Souvenirs, such as those acquired during a Grand Tour are objects taken from a place one visits as either a sign of a having been there or an aid to help the user remember a particular experience of the place. A souvenir is considered authentic when it cannot be obtained from any other location or producer. For this reason, a mass-produced Eiffel Tower salt and pepper shaker is less authentic than a concert poster taken off a wall in Rome or a handbag produced by a local artisan in Barcelona.

Designers also describe the design of architecture as a journey. For the Bauhaus Master, Paul Klee, drawing was akin to ‘taking a line for a walk.’ For an architect in particular, their journey to the proposed building site occurs in the imagination and their discoveries are made visible using a pen, pixel, or knife. In this situation, can the drawing or model an architect creates of a proposed design be compared to the souvenir? For the Italian architect Carlo Scarpa drawings are visual descriptions of the discoveries they found during the design process, and he draws because he ‘want(s) to see things, that’s all I really trust. I put them down in front of me on paper so that I can see them. I want to see and that’s why I draw. I can see an image only if I draw it.’ But then, is the model of a proposed structure whose forms and spaces are found everywhere on ArchDaily any different than the Eiffel Tower salt and pepper shaker? If we can answer no, what then is authentic travel in terms of design?

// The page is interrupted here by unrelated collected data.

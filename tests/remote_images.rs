//! Remote image loading: CORS enforcement and the load timeout.

#![cfg(feature = "remote")]

use std::io::Cursor;
use std::sync::Arc;
use std::time::Duration;

use dmshot::capture::{CaptureOrchestrator, MemoryDownloader};
use dmshot::{CaptureConfig, CaptureTarget, Document, Error};
use tiny_http::{Header, Response, Server};

fn red_png() -> Vec<u8> {
    let img = image::RgbaImage::from_pixel(4, 4, image::Rgba([255, 0, 0, 255]));
    let mut out = Cursor::new(Vec::new());
    img.write_to(&mut out, image::ImageFormat::Png).unwrap();
    out.into_inner()
}

/// Serves `/open.png` (CORS allowed), `/closed.png` (no CORS header) and
/// `/slow.png` (answers after two seconds). Each request gets its own
/// thread so a slow response does not hold up the others.
fn start_image_server() -> String {
    let server = Server::http("127.0.0.1:0").unwrap();
    let addr = server.server_addr();
    let png = red_png();
    std::thread::spawn(move || {
        for request in server.incoming_requests() {
            let png = png.clone();
            std::thread::spawn(move || {
                let content_type: Header = "Content-Type: image/png".parse().unwrap();
                let allow: Header = "Access-Control-Allow-Origin: *".parse().unwrap();
                let url = request.url().to_string();
                let resp = Response::from_data(png).with_header(content_type);
                let resp = match url.as_str() {
                    "/open.png" => resp.with_header(allow),
                    "/slow.png" => {
                        std::thread::sleep(Duration::from_secs(2));
                        resp.with_header(allow)
                    }
                    _ => resp,
                };
                let _ = request.respond(resp);
            });
        }
    });
    format!("http://{}", addr)
}

fn target_with_image(src: &str) -> CaptureTarget {
    target_with_image_at(src, "https://app.example/chat/")
}

fn target_with_image_at(src: &str, base: &str) -> CaptureTarget {
    let html = format!(
        r#"<html><body><div id="t" style="width: 40px; height: 40px; background-color: #ffffff">
<img src="{}" width="20" height="20"></div></body></html>"#,
        src
    );
    let mut doc = Document::parse(&html);
    doc.set_base_url(url::Url::parse(base).unwrap());
    CaptureTarget::by_id(doc.into_shared(), "t").unwrap()
}

fn orchestrator(image_timeout_ms: u64) -> CaptureOrchestrator {
    let mut cfg = CaptureConfig {
        settle_delay_ms: 0,
        success_reset_ms: 0,
        error_reset_ms: 0,
        image_timeout_ms,
        ..Default::default()
    };
    cfg.options.scale = 1.0;
    CaptureOrchestrator::new(cfg, Arc::new(MemoryDownloader::new())).unwrap()
}

#[tokio::test]
async fn cors_allowed_image_is_painted() {
    let base = start_image_server();
    let target = target_with_image(&format!("{}/open.png", base));
    let result = orchestrator(5000).capture(&target).await.unwrap();

    let img = image::load_from_memory(&result.blob.bytes).unwrap().to_rgba8();
    assert_eq!(img.get_pixel(10, 10).0, [255, 0, 0, 255]);
    assert_eq!(img.get_pixel(30, 30).0, [255, 255, 255, 255]);
}

#[tokio::test]
async fn image_without_cors_header_fails_capture() {
    let base = start_image_server();
    let target = target_with_image(&format!("{}/closed.png", base));
    let err = orchestrator(5000).capture(&target).await.unwrap_err();
    assert!(matches!(err, Error::Rasterize(_)), "{:?}", err);
    assert!(err.to_string().contains("CORS"), "{}", err);
}

#[tokio::test]
async fn same_origin_image_needs_no_cors_header() {
    let base = start_image_server();
    let target = target_with_image_at("closed.png", &format!("{}/chat/", base));
    let result = orchestrator(5000).capture(&target).await.unwrap();

    let img = image::load_from_memory(&result.blob.bytes).unwrap().to_rgba8();
    assert_eq!(img.get_pixel(10, 10).0, [255, 0, 0, 255]);
}

#[tokio::test]
async fn slow_image_times_out() {
    let base = start_image_server();
    let target = target_with_image(&format!("{}/slow.png", base));
    let orch = orchestrator(200);
    let mut rx = orch.subscribe();

    let err = orch.capture(&target).await.unwrap_err();
    assert!(matches!(err, Error::RasterizeTimeout(200)), "{:?}", err);
    assert_eq!(err.to_string(), "Screenshot generation timed out after 200ms");

    // the attempt settled and, with no reset delay, is idle again
    assert!(!rx.borrow_and_update().status().is_busy());
}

A bus tour of Europe can be an authentic form of travel if one wishes to engage in an ‘Authentic European Bus Tour’. But this would be comparable to letting your critic act as your tour guide through the design of your project. Any souvenir the designer acquires on such a tour will remind them less about the discoveries they made than the journey they took through the eyes of their critic. Conversely, a designer may wander aimlessly in their thoughts like a tourist who doesn’t bother to learn where they are and misinterprets a fountain as a swimming pool. Many of us have had a similar experience in our design education when a critic points out to a student that the building next to their day care centre design is not a church but a factory.

Echoing Bourdain, students, please travel. Your critic may be your guide, but they are not there to find souvenirs for you. Learn where and how you are at any place. This will give you clues how to look for authentic designs. Travel means being serious about your journey. It means taking risks and accepting that you will not know where you will end up. But what a great set of souvenirs you will have at the end.